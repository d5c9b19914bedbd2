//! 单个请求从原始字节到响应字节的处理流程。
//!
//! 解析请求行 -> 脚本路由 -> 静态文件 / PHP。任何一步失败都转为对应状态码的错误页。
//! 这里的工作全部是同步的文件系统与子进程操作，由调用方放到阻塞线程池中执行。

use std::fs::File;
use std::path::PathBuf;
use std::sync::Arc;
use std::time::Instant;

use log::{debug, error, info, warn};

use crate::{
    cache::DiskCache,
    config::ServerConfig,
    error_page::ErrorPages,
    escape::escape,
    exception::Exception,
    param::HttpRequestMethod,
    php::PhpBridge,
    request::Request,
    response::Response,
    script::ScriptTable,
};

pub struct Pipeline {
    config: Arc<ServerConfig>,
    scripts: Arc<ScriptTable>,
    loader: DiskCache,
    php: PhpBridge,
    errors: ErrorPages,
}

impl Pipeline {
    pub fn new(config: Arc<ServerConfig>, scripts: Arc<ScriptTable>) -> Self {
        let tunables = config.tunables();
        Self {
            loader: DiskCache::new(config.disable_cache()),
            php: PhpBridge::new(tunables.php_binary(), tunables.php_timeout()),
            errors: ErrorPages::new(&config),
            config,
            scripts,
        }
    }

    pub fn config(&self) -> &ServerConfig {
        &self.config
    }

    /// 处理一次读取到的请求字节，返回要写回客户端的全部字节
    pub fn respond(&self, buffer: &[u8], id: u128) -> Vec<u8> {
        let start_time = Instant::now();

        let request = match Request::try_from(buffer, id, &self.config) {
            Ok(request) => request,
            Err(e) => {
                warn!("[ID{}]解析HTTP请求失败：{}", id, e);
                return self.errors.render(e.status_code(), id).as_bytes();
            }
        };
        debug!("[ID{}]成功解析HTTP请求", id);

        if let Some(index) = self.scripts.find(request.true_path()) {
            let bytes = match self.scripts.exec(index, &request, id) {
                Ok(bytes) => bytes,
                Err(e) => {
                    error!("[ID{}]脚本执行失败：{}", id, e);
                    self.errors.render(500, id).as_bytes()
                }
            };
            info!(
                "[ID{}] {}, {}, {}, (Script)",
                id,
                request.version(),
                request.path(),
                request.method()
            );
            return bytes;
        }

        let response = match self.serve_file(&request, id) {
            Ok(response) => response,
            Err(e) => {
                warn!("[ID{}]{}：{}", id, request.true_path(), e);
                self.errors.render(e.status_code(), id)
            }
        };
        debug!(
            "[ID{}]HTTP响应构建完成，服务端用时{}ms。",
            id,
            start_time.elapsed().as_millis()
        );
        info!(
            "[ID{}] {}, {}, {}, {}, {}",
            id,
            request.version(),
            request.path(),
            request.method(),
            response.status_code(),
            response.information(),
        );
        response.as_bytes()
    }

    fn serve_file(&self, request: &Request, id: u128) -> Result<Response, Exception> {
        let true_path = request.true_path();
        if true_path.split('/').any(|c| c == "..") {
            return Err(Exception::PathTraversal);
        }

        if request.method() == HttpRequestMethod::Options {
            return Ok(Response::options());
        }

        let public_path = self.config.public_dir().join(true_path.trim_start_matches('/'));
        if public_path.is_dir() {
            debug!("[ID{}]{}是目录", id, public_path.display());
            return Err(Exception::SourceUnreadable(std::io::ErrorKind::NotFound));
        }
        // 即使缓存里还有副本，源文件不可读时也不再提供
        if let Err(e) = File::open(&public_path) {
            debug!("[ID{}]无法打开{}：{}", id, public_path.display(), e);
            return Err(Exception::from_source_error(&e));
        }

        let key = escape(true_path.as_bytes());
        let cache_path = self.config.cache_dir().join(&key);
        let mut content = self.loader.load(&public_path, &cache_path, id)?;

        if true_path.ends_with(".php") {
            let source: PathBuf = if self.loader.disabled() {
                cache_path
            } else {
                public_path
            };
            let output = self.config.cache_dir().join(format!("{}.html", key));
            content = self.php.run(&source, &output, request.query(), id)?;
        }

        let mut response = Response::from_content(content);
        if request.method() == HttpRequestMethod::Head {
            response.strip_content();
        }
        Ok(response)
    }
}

* * *

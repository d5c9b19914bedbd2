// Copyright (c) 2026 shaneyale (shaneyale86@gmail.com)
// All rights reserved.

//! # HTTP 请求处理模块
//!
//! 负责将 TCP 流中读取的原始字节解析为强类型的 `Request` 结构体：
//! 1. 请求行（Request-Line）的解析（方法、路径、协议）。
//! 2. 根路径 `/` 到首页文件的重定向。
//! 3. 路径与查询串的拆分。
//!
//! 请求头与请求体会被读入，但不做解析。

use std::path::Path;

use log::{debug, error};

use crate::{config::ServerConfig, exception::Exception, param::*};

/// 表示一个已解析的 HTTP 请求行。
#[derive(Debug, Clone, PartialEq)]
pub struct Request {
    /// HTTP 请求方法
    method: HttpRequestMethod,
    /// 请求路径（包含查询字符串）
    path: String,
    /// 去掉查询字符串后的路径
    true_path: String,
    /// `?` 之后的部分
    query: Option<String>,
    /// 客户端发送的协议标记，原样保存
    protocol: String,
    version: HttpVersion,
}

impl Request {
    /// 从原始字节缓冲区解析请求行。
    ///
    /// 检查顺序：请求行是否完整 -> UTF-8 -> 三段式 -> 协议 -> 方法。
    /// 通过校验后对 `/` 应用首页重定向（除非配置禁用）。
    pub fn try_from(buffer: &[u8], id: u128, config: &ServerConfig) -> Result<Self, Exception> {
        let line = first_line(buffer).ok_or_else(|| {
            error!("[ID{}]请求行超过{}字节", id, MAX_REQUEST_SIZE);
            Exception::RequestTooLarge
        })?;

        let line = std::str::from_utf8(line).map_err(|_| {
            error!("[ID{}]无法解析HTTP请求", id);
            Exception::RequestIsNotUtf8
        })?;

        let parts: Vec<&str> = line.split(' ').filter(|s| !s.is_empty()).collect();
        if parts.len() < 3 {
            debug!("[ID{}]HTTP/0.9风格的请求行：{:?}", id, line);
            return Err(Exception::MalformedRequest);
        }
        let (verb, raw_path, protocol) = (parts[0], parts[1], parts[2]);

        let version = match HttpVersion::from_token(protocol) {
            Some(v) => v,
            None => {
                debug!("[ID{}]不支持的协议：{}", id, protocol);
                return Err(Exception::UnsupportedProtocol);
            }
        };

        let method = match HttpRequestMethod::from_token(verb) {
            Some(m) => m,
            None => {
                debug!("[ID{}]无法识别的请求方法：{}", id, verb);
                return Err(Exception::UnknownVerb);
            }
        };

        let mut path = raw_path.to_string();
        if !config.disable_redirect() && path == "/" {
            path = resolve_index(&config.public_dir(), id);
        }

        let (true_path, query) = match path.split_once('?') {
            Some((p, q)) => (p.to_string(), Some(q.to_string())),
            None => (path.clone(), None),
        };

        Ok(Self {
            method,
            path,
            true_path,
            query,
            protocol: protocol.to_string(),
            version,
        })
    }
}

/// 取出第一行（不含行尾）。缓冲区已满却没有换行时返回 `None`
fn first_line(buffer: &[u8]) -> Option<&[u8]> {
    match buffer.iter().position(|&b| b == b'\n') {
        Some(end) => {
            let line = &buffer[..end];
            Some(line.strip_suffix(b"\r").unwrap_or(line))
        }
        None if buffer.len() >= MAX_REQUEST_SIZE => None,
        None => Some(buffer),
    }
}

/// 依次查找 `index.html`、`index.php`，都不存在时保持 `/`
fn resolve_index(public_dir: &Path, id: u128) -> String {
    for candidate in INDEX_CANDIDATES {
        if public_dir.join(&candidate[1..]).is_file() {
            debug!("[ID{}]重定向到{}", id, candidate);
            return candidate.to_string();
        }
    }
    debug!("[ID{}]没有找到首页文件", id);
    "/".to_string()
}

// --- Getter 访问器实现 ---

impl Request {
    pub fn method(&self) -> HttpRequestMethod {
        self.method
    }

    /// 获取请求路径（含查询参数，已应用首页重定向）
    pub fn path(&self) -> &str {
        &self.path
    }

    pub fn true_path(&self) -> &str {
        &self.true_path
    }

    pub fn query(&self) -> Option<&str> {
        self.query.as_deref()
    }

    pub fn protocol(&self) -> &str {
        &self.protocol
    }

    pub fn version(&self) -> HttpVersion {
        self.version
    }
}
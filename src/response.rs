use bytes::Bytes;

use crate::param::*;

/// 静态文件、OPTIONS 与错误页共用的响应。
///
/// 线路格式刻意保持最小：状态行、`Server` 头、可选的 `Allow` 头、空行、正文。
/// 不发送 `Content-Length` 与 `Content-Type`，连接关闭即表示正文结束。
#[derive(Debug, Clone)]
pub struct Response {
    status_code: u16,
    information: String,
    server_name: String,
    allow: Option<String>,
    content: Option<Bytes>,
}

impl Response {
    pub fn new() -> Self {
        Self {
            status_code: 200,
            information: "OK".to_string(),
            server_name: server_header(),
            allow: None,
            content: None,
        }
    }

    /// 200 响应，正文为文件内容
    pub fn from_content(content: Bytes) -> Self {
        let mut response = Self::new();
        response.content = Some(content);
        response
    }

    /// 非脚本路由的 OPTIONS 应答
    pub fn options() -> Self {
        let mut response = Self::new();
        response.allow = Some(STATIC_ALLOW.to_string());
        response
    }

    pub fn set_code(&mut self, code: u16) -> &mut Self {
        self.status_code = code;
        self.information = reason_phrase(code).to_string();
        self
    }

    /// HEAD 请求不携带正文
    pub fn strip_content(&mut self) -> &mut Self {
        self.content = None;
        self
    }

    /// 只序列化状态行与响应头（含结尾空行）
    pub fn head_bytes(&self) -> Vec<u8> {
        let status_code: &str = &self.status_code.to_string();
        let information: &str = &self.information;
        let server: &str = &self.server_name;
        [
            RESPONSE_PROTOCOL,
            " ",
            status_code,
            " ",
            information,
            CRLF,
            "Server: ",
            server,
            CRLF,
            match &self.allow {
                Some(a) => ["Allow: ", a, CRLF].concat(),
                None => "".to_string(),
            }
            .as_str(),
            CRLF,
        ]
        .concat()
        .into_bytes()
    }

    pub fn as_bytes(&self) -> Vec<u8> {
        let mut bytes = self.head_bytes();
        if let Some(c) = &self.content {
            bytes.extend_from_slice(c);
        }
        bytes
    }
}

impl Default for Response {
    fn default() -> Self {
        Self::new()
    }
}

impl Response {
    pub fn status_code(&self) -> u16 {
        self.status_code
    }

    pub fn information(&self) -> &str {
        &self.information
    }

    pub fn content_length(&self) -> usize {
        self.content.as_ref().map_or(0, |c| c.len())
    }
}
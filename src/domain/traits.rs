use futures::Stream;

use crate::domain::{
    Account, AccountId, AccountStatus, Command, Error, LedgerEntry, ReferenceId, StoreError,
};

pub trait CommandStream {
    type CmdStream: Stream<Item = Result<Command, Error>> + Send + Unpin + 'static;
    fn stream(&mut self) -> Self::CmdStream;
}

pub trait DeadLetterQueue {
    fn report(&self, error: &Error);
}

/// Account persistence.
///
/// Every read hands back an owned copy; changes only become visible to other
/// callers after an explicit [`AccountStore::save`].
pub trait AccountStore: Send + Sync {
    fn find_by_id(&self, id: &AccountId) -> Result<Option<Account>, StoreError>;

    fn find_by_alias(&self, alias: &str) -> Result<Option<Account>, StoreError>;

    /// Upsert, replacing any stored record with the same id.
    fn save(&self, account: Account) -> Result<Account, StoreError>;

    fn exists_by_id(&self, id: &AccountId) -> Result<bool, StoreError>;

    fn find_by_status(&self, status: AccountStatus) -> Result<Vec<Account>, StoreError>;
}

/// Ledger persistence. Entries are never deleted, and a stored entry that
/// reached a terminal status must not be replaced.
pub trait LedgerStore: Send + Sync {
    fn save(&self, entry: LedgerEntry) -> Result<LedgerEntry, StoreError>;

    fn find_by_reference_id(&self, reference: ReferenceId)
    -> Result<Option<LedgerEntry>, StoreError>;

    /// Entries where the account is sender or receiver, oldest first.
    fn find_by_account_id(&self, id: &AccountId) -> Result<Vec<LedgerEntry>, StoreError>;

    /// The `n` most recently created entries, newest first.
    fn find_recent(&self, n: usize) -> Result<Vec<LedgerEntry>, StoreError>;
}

---

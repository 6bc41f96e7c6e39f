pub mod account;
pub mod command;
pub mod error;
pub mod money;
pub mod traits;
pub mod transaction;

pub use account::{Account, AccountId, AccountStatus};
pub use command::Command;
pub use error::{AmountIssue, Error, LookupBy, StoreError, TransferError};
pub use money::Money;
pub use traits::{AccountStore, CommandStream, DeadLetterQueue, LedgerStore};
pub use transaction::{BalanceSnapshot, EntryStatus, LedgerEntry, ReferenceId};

*WHAT IS EXPECTED*.
Your answer should hold every line of the entries that contains the string "traits".

*ANSWER TO THE EXERCISE*.
filename src/domain/traits.rs
pub mod traits;
pub use traits::{AccountStore, CommandStream, DeadLetterQueue, LedgerStore};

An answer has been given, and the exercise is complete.